HBase源码学习客户端scan过程

申明：以下代码均来自HBase-1.0.1.1

HTable tb = new HTable(conf,"test");
Scan scan = new Scan();
scan.addColumn(("colfam").getBytes(),("col").getBytes());

ResultScanner rs = tb.getScanner(scan);
Result r = null;

while((r=rs.next())!=null){
byte[] val = r.getValue(("colfam").getBytes(),("col").getBytes());
    System.out.println("Get value: "+(new String(val)));
}

上面是一段非常简单的扫描test表的代码。首先它构造了一个scan，这是扫描的描述。然后调用HTable.getScanner获取ResultScanner。最后调用ResultScanner.next获取数据结果。整个扫描过程简单的来说就是这样，下面我们具体来看下这个过程是如何工作的。

首先是getScanner，它实际上返回的是ClientScanner或其子类。根据scan设置的不同会返回4种不同的Scanner。

  public ResultScanner getScanner(final Scan scan) throws IOException {
if (scan.getBatch() > 0 && scan.isSmall()) {
throw new IllegalArgumentException("Small scan should not be used with batching");
    }
if (scan.getCaching() <= 0) {
      scan.setCaching(getScannerCaching());
    }

if (scan.isReversed()) {
if (scan.isSmall()) {
return new ClientSmallReversedScanner(getConfiguration(), scan, getName(),
this.connection, this.rpcCallerFactory, this.rpcControllerFactory,
            pool, tableConfiguration.getReplicaCallTimeoutMicroSecondScan());//1
      } else {
return new ReversedClientScanner(getConfiguration(), scan, getName(),
this.connection, this.rpcCallerFactory, this.rpcControllerFactory,
            pool, tableConfiguration.getReplicaCallTimeoutMicroSecondScan());//2
      }
    }

if (scan.isSmall()) {
return new ClientSmallScanner(getConfiguration(), scan, getName(),
this.connection, this.rpcCallerFactory, this.rpcControllerFactory,
          pool, tableConfiguration.getReplicaCallTimeoutMicroSecondScan());//3
    } else {
return new ClientScanner(getConfiguration(), scan, getName(), this.connection,
this.rpcCallerFactory, this.rpcControllerFactory,
          pool, tableConfiguration.getReplicaCallTimeoutMicroSecondScan());//4
    }
  }

ClientScanner实现了ResultScanner接口，我们来看看ClientScanner的next是如何工作的。

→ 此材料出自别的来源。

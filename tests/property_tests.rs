//! Property tests for the algebraic guarantees the optimizer relies on.

use proptest::prelude::*;

use quarry::expression::{evaluator, CompareOp, Node};
use quarry::morsel::{Column, Morsel};
use quarry::operators::{
    ExecutionContext, HeapSortOperator, LimitOperator, SortOperator,
};
use quarry::morsel::Message;
use quarry::plan::Direction;
use quarry::schema::SchemaColumn;
use quarry::statistics::QueryStatistics;
use quarry::value::{Value, ValueType};

fn int_morsel(column: &SchemaColumn, values: &[i64]) -> Morsel {
    Morsel::new(vec![Column::new(
        &column.name,
        &column.identity,
        ValueType::Integer,
        values.iter().copied().map(Value::Integer).collect(),
    )])
    .expect("well formed")
}

proptest! {
    /// NOT NOT x evaluates identically to x.
    #[test]
    fn double_negation_round_trips(values in proptest::collection::vec(-50i64..50, 1..40), threshold in -50i64..50) {
        let column = SchemaColumn::new("n", ValueType::Integer);
        let morsel = int_morsel(&column, &values);

        let predicate = Node::comparison(
            CompareOp::Gt,
            Node::bound_identifier(column),
            Node::literal(Value::Integer(threshold)),
        );
        let double_negated = Node::not(Node::not(predicate.clone()));

        let direct = evaluator::evaluate(&predicate, &morsel).expect("evaluates");
        let wrapped = evaluator::evaluate(&double_negated, &morsel).expect("evaluates");
        prop_assert_eq!(direct.values, wrapped.values);
    }

    /// The boolean inversion table is an involution over evaluation:
    /// NOT (a op b) equals (a op' b) row-wise.
    #[test]
    fn inversion_matches_negation(values in proptest::collection::vec(-20i64..20, 1..40), threshold in -20i64..20) {
        let column = SchemaColumn::new("n", ValueType::Integer);
        let morsel = int_morsel(&column, &values);

        for op in [CompareOp::Eq, CompareOp::Gt, CompareOp::GtEq, CompareOp::Lt, CompareOp::LtEq, CompareOp::NotEq] {
            let inverse = op.inverse().expect("core comparisons invert");
            let negated = Node::not(Node::comparison(
                op,
                Node::bound_identifier(column.clone()),
                Node::literal(Value::Integer(threshold)),
            ));
            let inverted = Node::comparison(
                inverse,
                Node::bound_identifier(column.clone()),
                Node::literal(Value::Integer(threshold)),
            );
            let negated_out = evaluator::evaluate(&negated, &morsel).expect("evaluates");
            let inverted_out = evaluator::evaluate(&inverted, &morsel).expect("evaluates");
            prop_assert_eq!(negated_out.values, inverted_out.values);
        }
    }

    /// HeapSort(K) produces exactly Sort then Limit(K), rows and order.
    #[test]
    fn heap_sort_equals_sort_then_limit(values in proptest::collection::vec(-1000i64..1000, 0..120), k in 1usize..12) {
        let column = SchemaColumn::new("n", ValueType::Integer);
        let context = ExecutionContext::new(QueryStatistics::new(), 1000);
        let order = vec![(Node::bound_identifier(column.clone()), Direction::Ascending)];

        let mut heap = HeapSortOperator::new(order.clone(), k);
        let mut sort = SortOperator::new(order);
        let mut limit = LimitOperator::new(Some(k), None);

        // feed in small morsels to force intermediate shrinks
        for chunk in values.chunks(3) {
            let morsel = int_morsel(&column, chunk);
            heap.process(Message::Morsel(morsel.clone()), &context).expect("heap accepts");
            sort.process(Message::Morsel(morsel), &context).expect("sort accepts");
        }

        let heap_rows = drain(&mut |m| heap.process(m, &context));
        let mut sorted_rows = Vec::new();
        for message in sort.process(Message::Eos, &context).expect("sort flushes") {
            for message in limit.process(message, &context).expect("limit applies") {
                if let Message::Morsel(morsel) = message {
                    sorted_rows.extend(morsel.columns()[0].values.clone());
                }
            }
        }
        prop_assert_eq!(heap_rows, sorted_rows);
    }

    /// Limit/offset agree with slicing the full materialised input.
    #[test]
    fn limit_offset_matches_slicing(values in proptest::collection::vec(-100i64..100, 0..60), limit in 0usize..20, offset in 0usize..20) {
        let column = SchemaColumn::new("n", ValueType::Integer);
        let context = ExecutionContext::new(QueryStatistics::new(), 1000);
        let mut operator = LimitOperator::new(Some(limit), Some(offset));

        let mut collected = Vec::new();
        for chunk in values.chunks(7) {
            let out = operator
                .process(Message::Morsel(int_morsel(&column, chunk)), &context)
                .expect("limit accepts");
            for message in out {
                if let Message::Morsel(morsel) = message {
                    collected.extend(morsel.columns()[0].values.clone());
                }
            }
        }

        let expected: Vec<Value> = values
            .iter()
            .skip(offset)
            .take(limit)
            .copied()
            .map(Value::Integer)
            .collect();
        prop_assert_eq!(collected, expected);
    }
}

fn drain(
    process: &mut dyn FnMut(Message) -> quarry::Result<Vec<Message>>,
) -> Vec<Value> {
    let mut rows = Vec::new();
    for message in process(Message::Eos).expect("flushes") {
        if let Message::Morsel(morsel) = message {
            rows.extend(morsel.columns()[0].values.clone());
        }
    }
    rows
}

    public Result next() throws IOException {
// If the scanner is closed and there's nothing left in the cache, next is a no-op.
if (cache.size() == 0 && this.closed) {
return null;
      }
if (cache.size() == 0) {
        loadCache();
      }

if (cache.size() > 0) {
return cache.poll();
      }

// if we exhausted this scanner before calling close, write out the scan metrics
      writeScanMetrics();
return null;
    }

这段代码的过程是这样：首先判断cache的size是否为0，如果为0则加载一些数据进cache，然后如果cache的size大于0，说明有数据，那么poll第一个数据并返回。从这里我们可以看到，扫描并不是每次next都去server拿数据，而是预先加载一些进来，不够了再取。

然后我们看看如果cache里没有数据，loadCache是如何工作的。loadCache的代码很长，去掉了一些因为注释，把自己的理解注释在里面。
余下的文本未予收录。